* _THE TASK_
Whenever a line of the data below holds the string "rule", copy that line.

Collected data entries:
//! Scripted autopilot strategies for headless playtesting.
//!
//! A strategy decides, every tick, which player commands to issue: an
//! opening script first, then upgrades and deploys by rule. Enemy waves
//! are driven by the simulation itself; strategies only play the player
//! side.

use std::collections::VecDeque;
use std::path::Path;

use rand::seq::SliceRandom;
use rand::SeedableRng;
use rand_chacha::ChaCha8Rng;
use serde::{Deserialize, Serialize};
use thiserror::Error;

use titan_core::archetype::ArchetypeId;
use titan_core::command::PlayerCommand;
use titan_core::simulation::{Difficulty, Simulation};
use titan_core::upgrades::UpgradeKind;

/// Error type for strategy operations.
#[derive(Error, Debug)]
pub enum StrategyError {
    /// File not found.
    #[error("Strategy file not found: {0}")]
    FileNotFound(String),
    /// Failed to read file.
    #[error("Failed to read strategy file: {0}")]
    ReadError(#[from] std::io::Error),
    /// Failed to parse RON.
    #[error("Failed to parse strategy: {0}")]
    ParseError(#[from] ron::error::SpannedError),
    /// No built-in strategy with that name.
    #[error("Unknown strategy: {0}")]
    UnknownStrategy(String),
}

/// How the autopilot picks which archetype to deploy.
#[derive(Debug, Clone, PartialEq, Eq, Serialize, Deserialize)]
pub enum DeployPreference {
    /// Lowest cost, lowest id on ties.
    Cheapest,
    /// Highest attack, then highest hp.
    Strongest,
    /// Uniform pick among affordable archetypes.
    Random,
    /// Cycle through the named archetypes in order.
    Rotation(Vec<String>),
}

/// One step of a strategy's opening.
#[derive(Debug, Clone, PartialEq, Eq, Serialize, Deserialize)]
pub enum OpeningItem {
    /// Deploy the named archetype as soon as it is affordable.
    Deploy(String),
    /// Buy an upgrade as soon as it is affordable.
    Upgrade(UpgradeKind),
    /// Wait until gold reaches this amount.
    WaitForGold(u32),
    /// Wait until this tick.
    WaitForTick(u64),
}

/// A complete autopilot configuration.
#[derive(Debug, Clone, PartialEq, Eq, Serialize, Deserialize)]
pub struct Strategy {
    /// Strategy name.
    pub name: String,
    /// Human-readable description.
    pub description: String,
    /// Difficulty selected before the first tick.
    #[serde(default)]
    pub difficulty: Difficulty,
    /// Scripted opening, run before any rule.
    #[serde(default)]
    pub opening: Vec<OpeningItem>,
    /// Archetype choice for rule-based deploys.
    pub deploy_preference: DeployPreference,
    /// Minimum ticks between rule-based deploys.
    pub deploy_interval: u64,
    /// Gold a rule-based deploy must leave behind.
    pub gold_reserve: u32,
    /// Upgrades bought in this order, cycling.
    #[serde(default)]
    pub upgrade_priority: Vec<UpgradeKind>,
    /// Only shop for upgrades at or above this much gold.
    pub upgrade_threshold: u32,
    /// Stop deploying while this many player units are on the field.
    pub max_units_on_field: usize,
}

impl Default for Strategy {
    fn default() -> Self {
        Self::balanced()
    }
}

impl Strategy {
    /// Names accepted by [`Strategy::by_name`].
    pub const BUILT_IN: [&'static str; 5] = ["balanced", "swarm", "elite", "economist", "chaos"];

    /// Load a strategy from a RON file.
    pub fn load<P: AsRef<Path>>(path: P) -> Result<Self, StrategyError> {
        let path = path.as_ref();
        if !path.exists() {
            return Err(StrategyError::FileNotFound(path.display().to_string()));
        }
        let contents = std::fs::read_to_string(path)?;
        Self::from_ron_str(&contents)
    }

    /// Load from a RON string.
    pub fn from_ron_str(ron: &str) -> Result<Self, StrategyError> {
        Ok(ron::from_str(ron)?)
    }

    /// A built-in strategy by name.
    pub fn by_name(name: &str) -> Result<Self, StrategyError> {
        match name {
            "balanced" => Ok(Self::balanced()),
            "swarm" => Ok(Self::swarm()),
            "elite" => Ok(Self::elite()),
            "economist" | "eco" => Ok(Self::economist()),
            "chaos" => Ok(Self::chaos()),
            other => Err(StrategyError::UnknownStrategy(other.to_string())),
        }
    }

    /// A built-in name, or else a RON file path.
    pub fn resolve(name_or_path: &str) -> Result<Self, StrategyError> {
        match Self::by_name(name_or_path) {
            Err(StrategyError::UnknownStrategy(_)) if name_or_path.ends_with(".ron") => {
                Self::load(name_or_path)
            }
            other => other,
        }
    }

    /// Steady cheap deploys with a level upgrade when rich.
    #[must_use]
    pub fn balanced() -> Self {
        Self {
            name: "Balanced".to_string(),
            description: "Cheap units on a steady cadence, levels when rich".to_string(),
            difficulty: Difficulty::Normal,
            opening: vec![OpeningItem::Deploy("Eren".to_string())],
            deploy_preference: DeployPreference::Cheapest,
            deploy_interval: 90,
            gold_reserve: 0,
            upgrade_priority: vec![UpgradeKind::CharacterLevel, UpgradeKind::HpIncrease],
            upgrade_threshold: 150,
            max_units_on_field: 6,
        }
    }

    /// Deploy the cheapest unit whenever possible.
    #[must_use]
    pub fn swarm() -> Self {
        Self {
            name: "Swarm".to_string(),
            description: "Flood the lane with the cheapest unit".to_string(),
            difficulty: Difficulty::Normal,
            opening: Vec::new(),
            deploy_preference: DeployPreference::Cheapest,
            deploy_interval: 20,
            gold_reserve: 0,
            upgrade_priority: Vec::new(),
            upgrade_threshold: u32::MAX,
            max_units_on_field: 12,
        }
    }

    /// Save up for the strongest unit affordable.
    #[must_use]
    pub fn elite() -> Self {
        Self {
            name: "Elite".to_string(),
            description: "Few strong units, levels first".to_string(),
            difficulty: Difficulty::Normal,
            opening: vec![
                OpeningItem::WaitForGold(48),
                OpeningItem::Deploy("Levi".to_string()),
            ],
            deploy_preference: DeployPreference::Strongest,
            deploy_interval: 150,
            gold_reserve: 0,
            upgrade_priority: vec![UpgradeKind::CharacterLevel],
            upgrade_threshold: 120,
            max_units_on_field: 4,
        }
    }

    /// Buy gold bonuses early, then spend.
    #[must_use]
    pub fn economist() -> Self {
        Self {
            name: "Economist".to_string(),
            description: "Gold upgrades first, deploys with a reserve".to_string(),
            difficulty: Difficulty::Normal,
            opening: vec![
                OpeningItem::Deploy("Connie".to_string()),
                OpeningItem::WaitForGold(80),
                OpeningItem::Upgrade(UpgradeKind::GoldIncrease),
            ],
            deploy_preference: DeployPreference::Rotation(vec![
                "Connie".to_string(),
                "Eren".to_string(),
                "Sasha".to_string(),
            ]),
            deploy_interval: 120,
            gold_reserve: 20,
            upgrade_priority: vec![
                UpgradeKind::GoldIncrease,
                UpgradeKind::CharacterLevel,
                UpgradeKind::HpIncrease,
            ],
            upgrade_threshold: 100,
            max_units_on_field: 5,
        }
    }

    /// Random deploys on easy, as a smoke test.
    #[must_use]
    pub fn chaos() -> Self {
        Self {
            name: "Chaos".to_string(),
            description: "Random affordable unit every few seconds on easy".to_string(),
            difficulty: Difficulty::Easy,
            opening: Vec::new(),
            deploy_preference: DeployPreference::Random,
            deploy_interval: 60,
            gold_reserve: 0,
            upgrade_priority: UpgradeKind::ALL.to_vec(),
            upgrade_threshold: 200,
            max_units_on_field: 8,
        }
    }
}

/// Runtime state for executing a strategy.
#[derive(Debug, Clone)]
pub struct StrategyExecutor {
    strategy: Strategy,
    opening: VecDeque<OpeningItem>,
    rng: ChaCha8Rng,
    difficulty_set: bool,
    last_deploy_tick: Option<u64>,
    rotation_index: usize,
    upgrade_index: usize,
}

impl StrategyExecutor {
    /// Create an executor; `seed` drives [`DeployPreference::Random`].
    #[must_use]
    pub fn new(strategy: Strategy, seed: u64) -> Self {
        let opening = strategy.opening.iter().cloned().collect();
        Self {
            strategy,
            opening,
            rng: ChaCha8Rng::seed_from_u64(seed),
            difficulty_set: false,
            last_deploy_tick: None,
            rotation_index: 0,
            upgrade_index: 0,
        }
    }

    /// The strategy being executed.
    #[must_use]
    pub const fn strategy(&self) -> &Strategy {
        &self.strategy
    }

    /// Whether the opening script has finished.
    #[must_use]
    pub fn opening_done(&self) -> bool {
        self.opening.is_empty()
    }

    /// Commands to issue before the next tick.
    ///
    /// Only commands the simulation can currently afford are returned.
    pub fn next_commands(&mut self, sim: &Simulation) -> Vec<PlayerCommand> {
        let mut commands = Vec::new();
        if !self.difficulty_set {
            self.difficulty_set = true;
            if sim.difficulty() != self.strategy.difficulty {
                commands.push(PlayerCommand::SetDifficulty(self.strategy.difficulty));
            }
        }

        if !self.opening.is_empty() {
            if let Some(command) = self.next_opening_command(sim) {
                commands.push(command);
            }
            return commands;
        }

        if let Some(command) = self.next_upgrade(sim) {
            commands.push(command);
        } else if let Some(command) = self.next_deploy(sim) {
            commands.push(command);
        }
        commands
    }

    fn next_opening_command(&mut self, sim: &Simulation) -> Option<PlayerCommand> {
        loop {
            let item = self.opening.front()?;
            match item {
                OpeningItem::WaitForGold(amount) => {
                    if sim.gold() < *amount {
                        return None;
                    }
                    self.opening.pop_front();
                }
                OpeningItem::WaitForTick(tick) => {
                    if sim.get_tick() < *tick {
                        return None;
                    }
                    self.opening.pop_front();
                }
                OpeningItem::Deploy(name) => {
                    let Ok(id) = sim.catalog().find_by_name(name) else {
                        tracing::warn!(archetype = %name, "Opening names an unknown archetype, skipping");
                        self.opening.pop_front();
                        continue;
                    };
                    if !affordable(sim, id, 0) {
                        return None;
                    }
                    self.opening.pop_front();
                    self.last_deploy_tick = Some(sim.get_tick());
                    return Some(PlayerCommand::Deploy(id));
                }
                OpeningItem::Upgrade(kind) => {
                    if sim.gold() < kind.price(&sim.config().upgrades) {
                        return None;
                    }
                    let kind = *kind;
                    self.opening.pop_front();
                    return Some(PlayerCommand::PurchaseUpgrade(kind));
                }
            }
        }
    }

    fn next_upgrade(&mut self, sim: &Simulation) -> Option<PlayerCommand> {
        let priority = &self.strategy.upgrade_priority;
        if priority.is_empty() || sim.gold() < self.strategy.upgrade_threshold {
            return None;
        }
        let kind = priority[self.upgrade_index % priority.len()];
        if sim.gold() < kind.price(&sim.config().upgrades) {
            return None;
        }
        self.upgrade_index += 1;
        Some(PlayerCommand::PurchaseUpgrade(kind))
    }

    fn next_deploy(&mut self, sim: &Simulation) -> Option<PlayerCommand> {
        let tick = sim.get_tick();
        if let Some(last) = self.last_deploy_tick {
            if tick.saturating_sub(last) < self.strategy.deploy_interval {
                return None;
            }
        }
        if sim.player_units().len() >= self.strategy.max_units_on_field {
            return None;
        }

        let reserve = self.strategy.gold_reserve;
        let candidates: Vec<ArchetypeId> = sim
            .catalog()
            .iter()
            .map(|(id, _)| id)
            .filter(|id| affordable(sim, *id, reserve))
            .collect();

        let choice = match &self.strategy.deploy_preference {
            DeployPreference::Cheapest => candidates.into_iter().min_by_key(|id| cost_of(sim, *id)),
            DeployPreference::Strongest => candidates.into_iter().max_by_key(|id| {
                sim.catalog()
                    .get(*id)
                    .map(|a| {
                        let stats = a.stats();
                        (stats.attack, stats.hp)
                    })
                    .unwrap_or_default()
            }),
            DeployPreference::Random => candidates.choose(&mut self.rng).copied(),
            DeployPreference::Rotation(names) => {
                if names.is_empty() {
                    return None;
                }
                let name = &names[self.rotation_index % names.len()];
                let id = sim.catalog().find_by_name(name).ok()?;
                if !candidates.contains(&id) {
                    return None;
                }
                self.rotation_index += 1;
                Some(id)
            }
        }?;

        self.last_deploy_tick = Some(tick);
        Some(PlayerCommand::Deploy(choice))
    }
}

fn cost_of(sim: &Simulation, id: ArchetypeId) -> u32 {
    sim.catalog()
        .get(id)
        .map_or(u32::MAX, |archetype| archetype.stats().cost)
}

fn affordable(sim: &Simulation, id: ArchetypeId, reserve: u32) -> bool {
    sim.gold() >= cost_of(sim, id).saturating_add(reserve)
}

* _EXERCISE SOLUTION_
//! opening script first, then upgrades and deploys by rule. Enemy waves
    /// Scripted opening, run before any rule.
    /// Archetype choice for rule-based deploys.
    /// Minimum ticks between rule-based deploys.
    /// Gold a rule-based deploy must leave behind.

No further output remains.